→ **Input for this task**

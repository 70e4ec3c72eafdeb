use axum::extract::DefaultBodyLimit;
use axum::http::HeaderValue;
use axum::routing::{delete, get, patch, post};
use axum::Router;
use tower_http::cors::{AllowOrigin, Any, CorsLayer};
use tower_http::limit::RequestBodyLimitLayer;
use tower_http::trace::TraceLayer;

use crate::handlers::{self, holdings, ledger, plans, review};
use crate::state::AppState;

pub fn app(state: AppState) -> Router {
    let cors = cors_layer(&state.config.allowed_origins);
    let body_limit = state.config.max_upload_bytes;

    Router::new()
        .nest("/api/v1", api())
        .layer(DefaultBodyLimit::disable())
        .layer(RequestBodyLimitLayer::new(body_limit))
        .layer(cors)
        .layer(TraceLayer::new_for_http())
        .with_state(state)
}

fn api() -> Router<AppState> {
    Router::new()
        .route("/health", get(handlers::health))
        // ledger
        .route("/accounts", get(ledger::list_accounts).post(ledger::create_account))
        .route(
            "/accounts/{id}",
            get(ledger::get_account)
                .patch(ledger::update_account)
                .delete(ledger::delete_account),
        )
        .route(
            "/transactions",
            get(ledger::list_transactions).post(ledger::create_transaction),
        )
        .route("/transactions/import", post(ledger::import_transactions))
        .route("/transactions/{id}", delete(ledger::delete_transaction))
        // holdings
        .route(
            "/credit-cards",
            get(holdings::list_credit_cards).post(holdings::create_credit_card),
        )
        .route(
            "/credit-cards/{id}",
            patch(holdings::update_credit_card).delete(holdings::delete_credit_card),
        )
        .route(
            "/investments",
            get(holdings::list_investments).post(holdings::create_investment),
        )
        .route(
            "/investments/{id}",
            patch(holdings::update_investment).delete(holdings::delete_investment),
        )
        .route(
            "/installments",
            get(holdings::list_installments).post(holdings::create_installment),
        )
        .route("/installments/{id}", delete(holdings::delete_installment))
        // plans
        .route("/goals", get(plans::list_goals).post(plans::create_goal))
        .route(
            "/goals/{id}",
            patch(plans::update_goal).delete(plans::delete_goal),
        )
        .route("/expenses", get(plans::list_expenses).post(plans::create_expense))
        .route("/expenses/{id}", delete(plans::delete_expense))
        // review
        .route("/dashboard", get(review::dashboard))
        .route("/analysis/insights", get(review::insights))
        .route("/weekly-review", get(review::current_review))
        .route("/weekly-review/history", get(review::history))
        .route("/weekly-review/{id}/action", patch(review::resolve_action))
}

fn cors_layer(allowed_origins: &[String]) -> CorsLayer {
    if allowed_origins.is_empty() {
        return CorsLayer::new()
            .allow_origin(Any)
            .allow_methods(Any)
            .allow_headers(Any);
    }

    let origins: Vec<HeaderValue> = allowed_origins
        .iter()
        .filter_map(|origin| match HeaderValue::from_str(origin) {
            Ok(value) => Some(value),
            Err(_) => {
                tracing::warn!(%origin, "Ignoring invalid CORS origin");
                None
            }
        })
        .collect();

    CorsLayer::new()
        .allow_origin(AllowOrigin::list(origins))
        .allow_methods(Any)
        .allow_headers(Any)
}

→ **Requirement**
Looking back over the records above, in how many lines does the word "handlers" occur? Give the number alone.

→ **Result for this exercise**
2